My outside flood light burned out the other day. Had one left in storage and needed to add the item to my shopping list for next time I was at the hardware store...wait...No I don't. Out came my phone, ZAP!. My Amazon App scanned the UPC code on the box and with a single click the item was ordered and would arrive in two days.
The filter in my daughters air purifier needed replacing. Pulled out the last one. ZAP! another item ordered.
Ran out of vitamins. ZAP! They are on their way.
Lost a small piece for my vacuum cleaner. Tap, Tap, ZAP! It is on its way.
Daughter needed more specialty printing paper. ZAP!
There was a day when I would make a list of shopping items and then dedicate half my day to going to the hardware store to purchase everything on my list but now, with my mobile app and an annual subsription to PRIME, I don't make lists anymore. I keep barcodes.
This isn't a blog to promote Amazon. Instead, it is an observation that the impact that mobile has had in business is also making a dramatic impact in the home which is having an impact in business.
Amazon recently got into some hot water when they encouraged consumers to use their app to shop while at other locations like Barnes and Noble.
Now, the impact that Amazon is having on businesses is happening unseen in the influence on changing our buying habits before we even get to the store.
I seldom sit down with a list, log on to my computer, and go to Amazon to do my shopping. Maybe if there is a book I'm looking for, but really not much more than that.
But now, with my mobile phone, an Amazon app, and a subscription to PRIME it all happens at the moment of need. It happens the moment I run out of air filters or printer paper. And PRIME is a key ingredient in the shift.

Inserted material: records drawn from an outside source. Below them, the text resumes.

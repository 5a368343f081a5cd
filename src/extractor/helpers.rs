//! Helpers shared by the extractors

use super::SourceFile;
use crate::identity::{IdExtra, IdGenerator};
use crate::neo4j::models::*;
use sha2::{Digest, Sha256};

/// Language label from a file extension
pub fn language_of(file: &SourceFile) -> &'static str {
    match file.extension().map(|e| e.to_ascii_lowercase()).as_deref() {
        Some("ts") | Some("tsx") | Some("mts") | Some("cts") => "typescript",
        Some("js") | Some("jsx") | Some("mjs") | Some("cjs") => "javascript",
        Some("prisma") => "prisma",
        Some("json") => "json",
        Some("md") | Some("mdx") => "markdown",
        _ => "text",
    }
}

/// SHA-256 of the content, hex encoded
pub fn content_hash(content: &str) -> String {
    let mut hasher = Sha256::new();
    hasher.update(content.as_bytes());
    hex::encode(hasher.finalize())
}

/// Id of the File node for a source file
pub fn file_node_id(ids: &IdGenerator, file: &SourceFile) -> String {
    ids.node_id(
        NodeType::File,
        file.package.as_deref(),
        &file.relative_path,
        IdExtra::file(&file.relative_path),
    )
}

/// Id of a Package node. Packages are global by name.
pub fn package_node_id(ids: &IdGenerator, name: &str) -> String {
    ids.node_id(NodeType::Package, Some(name), name, IdExtra::default())
}

/// File node for a scanned source file.
///
/// Every extractor builds file nodes through this function so that the
/// same file always yields an identical node regardless of who emitted it.
pub fn file_node(ids: &IdGenerator, file: &SourceFile, hash: &str, line_count: u32) -> GraphNode {
    GraphNode::new(
        file_node_id(ids, file),
        file.relative_path.clone(),
        NodeProperties::File {
            path: file.relative_path.clone(),
            language: language_of(file).to_string(),
            hash: hash.to_string(),
            line_count,
        },
        NodeMetadata::new(Some(file.relative_path.clone()), file.package.clone(), 1.0),
    )
}

/// 1-based line number of a byte offset
pub fn line_at(content: &str, offset: usize) -> u32 {
    let offset = offset.min(content.len());
    content.as_bytes()[..offset]
        .iter()
        .filter(|b| **b == b'\n')
        .count() as u32
        + 1
}

/// Byte offset just past the `}` matching the first `{` at or after `open_from`.
///
/// Braces inside string literals and comments are ignored. Returns the
/// end of the content when the block never closes.
pub fn find_block_end(content: &str, open_from: usize) -> usize {
    let bytes = content.as_bytes();
    let mut depth = 0i32;
    let mut opened = false;
    let mut in_string: Option<u8> = None;
    let mut i = open_from;

    while i < bytes.len() {
        let b = bytes[i];
        match in_string {
            Some(quote) => {
                if b == b'\\' {
                    i += 1;
                } else if b == quote {
                    in_string = None;
                }
            }
            None => match b {
                b'"' | b'\'' | b'`' => in_string = Some(b),
                b'/' if bytes.get(i + 1) == Some(&b'/') => {
                    while i < bytes.len() && bytes[i] != b'\n' {
                        i += 1;
                    }
                    continue;
                }
                b'/' if bytes.get(i + 1) == Some(&b'*') => {
                    i += 2;
                    while i + 1 < bytes.len() && !(bytes[i] == b'*' && bytes[i + 1] == b'/') {
                        i += 1;
                    }
                    i += 2;
                    continue;
                }
                b'{' => {
                    depth += 1;
                    opened = true;
                }
                b'}' => {
                    depth -= 1;
                    if opened && depth == 0 {
                        return i + 1;
                    }
                }
                _ => {}
            },
        }
        i += 1;
    }
    bytes.len()
}

/// Convert `snake_case`, `kebab-case` or spaced words to PascalCase
pub fn to_pascal_case(s: &str) -> String {
    s.split(|c: char| c == '_' || c == '-' || c.is_whitespace())
        .filter(|w| !w.is_empty())
        .map(|word| {
            let mut c = word.chars();
            match c.next() {
                None => String::new(),
                Some(f) => f.to_uppercase().chain(c).collect(),
            }
        })
        .collect()
}

/// Convert PascalCase or camelCase to snake_case
pub fn to_snake_case(s: &str) -> String {
    let mut result = String::new();
    for (i, c) in s.chars().enumerate() {
        if c.is_uppercase() {
            if i > 0 && !result.ends_with('_') {
                result.push('_');
            }
            result.extend(c.to_lowercase());
        } else if c == '-' || c.is_whitespace() {
            if !result.ends_with('_') {
                result.push('_');
            }
        } else {
            result.push(c);
        }
    }
    result
}

// ============================================================================
// Tree-sitter helpers
// ============================================================================

/// Get the text content of a node
pub fn get_text<'a>(node: &tree_sitter::Node<'a>, source: &'a str) -> Option<&'a str> {
    node.utf8_text(source.as_bytes()).ok()
}

/// Get text from a named field in a node
pub fn get_field_text<'a>(
    node: &tree_sitter::Node<'a>,
    field: &str,
    source: &'a str,
) -> Option<String> {
    node.child_by_field_name(field)
        .and_then(|n| get_text(&n, source))
        .map(|s| s.to_string())
}

/// First direct child of the given kind
pub fn find_child_by_kind<'a>(
    node: &tree_sitter::Node<'a>,
    kind: &str,
) -> Option<tree_sitter::Node<'a>> {
    let mut cursor = node.walk();
    let found = node.children(&mut cursor).find(|c| c.kind() == kind);
    found
}

/// Whether any direct child has the given kind
pub fn has_child_kind(node: &tree_sitter::Node, kind: &str) -> bool {
    find_child_by_kind(node, kind).is_some()
}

PRIME from Amazon is a $79 subscription that allows you receive most Amazon shipments without shipping costs. When I was just buying books, the $79 a year was a stretch to justify. But now, with my clicking through the house on a daily basis everytime I run out of something, I don't even think about shipping. It is free, which means there is no extra cost for having it come to my home and I benefit from the traditional discounting that Amazon products usually enjoy.
This shift, while seen in pieces to be mildly disruptive, is a massive disruption of how we are changing the way we shop and interact with business far beyond books or CDs.